We all age.  He has.  (Is he still wearing the same hair style and clothing he did all those years ago?)  But life isn't fair.  Lots of men who have let themselves go still expect their women to be in great shape. I've know some men who are slobs in their own appearance feel pride that their women are so neatly groomed.  And men seem to cherish that their woman be, or look, younger than they are.  (It's probably deep seated - biology.)
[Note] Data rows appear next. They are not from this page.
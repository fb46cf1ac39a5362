use anyhow::Context as _;
use axum::http::StatusCode;
use serde_json::Value;

pub fn assert_status(actual: StatusCode, expected: StatusCode, context: &str) {
    assert_eq!(actual, expected, "{context}: unexpected status");
}

/// Values of `field` across `page.content`, in order.
pub fn content_field<'a>(page: &'a Value, field: &str) -> anyhow::Result<Vec<&'a str>> {
    page.get("content")
        .and_then(Value::as_array)
        .context("page.content is array")?
        .iter()
        .map(|item| {
            item.get(field)
                .and_then(Value::as_str)
                .with_context(|| format!("content item has string {field}"))
        })
        .collect()
}

pub fn total_elements(page: &Value) -> anyhow::Result<u64> {
    page.get("totalElements")
        .and_then(Value::as_u64)
        .context("page.totalElements is a number")
}

pub fn assert_error_kind(body: &Value, kind: &str) {
    assert_eq!(
        body.get("error").and_then(Value::as_str),
        Some(kind),
        "unexpected error body: {body}"
    );
}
My suggestion would be that you do a make-over gradually.  I don't know how long your hair is, but let's say that if it's down to your bum, you could get maybe four inches taken off.  When he notices don't say anything apologetic or explaining or blaming such as claiming your hair dresser suggested it to get rid of the split ends.  Just say, lightly, "I thought I'd try it."  (Same thing for any color changes or covering the gray.  Don't shock him.  Go the same color or close to it.) 
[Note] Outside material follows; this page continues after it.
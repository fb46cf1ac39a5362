//! Request handlers for API endpoints

pub mod search;

pub use search::*;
Tell him things have changed at your work and people are dressing differently there and you want to fit in there rather than stand out.  I think you can start including items in your wardrobe, such as pants that might go with a suit jacket you already own. Just say, lightly, "These are so easy."

When he looks at you, he does notice your hair and your legs, and what you're wearing, but I suggest that when you look at him YOU ALWAYS LOOK HIM IN THE EYES.  Keep the eye contact, Allison.  And my feeling is that this may be the time to remember the romance and reignite it, for which you might also need some new purchases.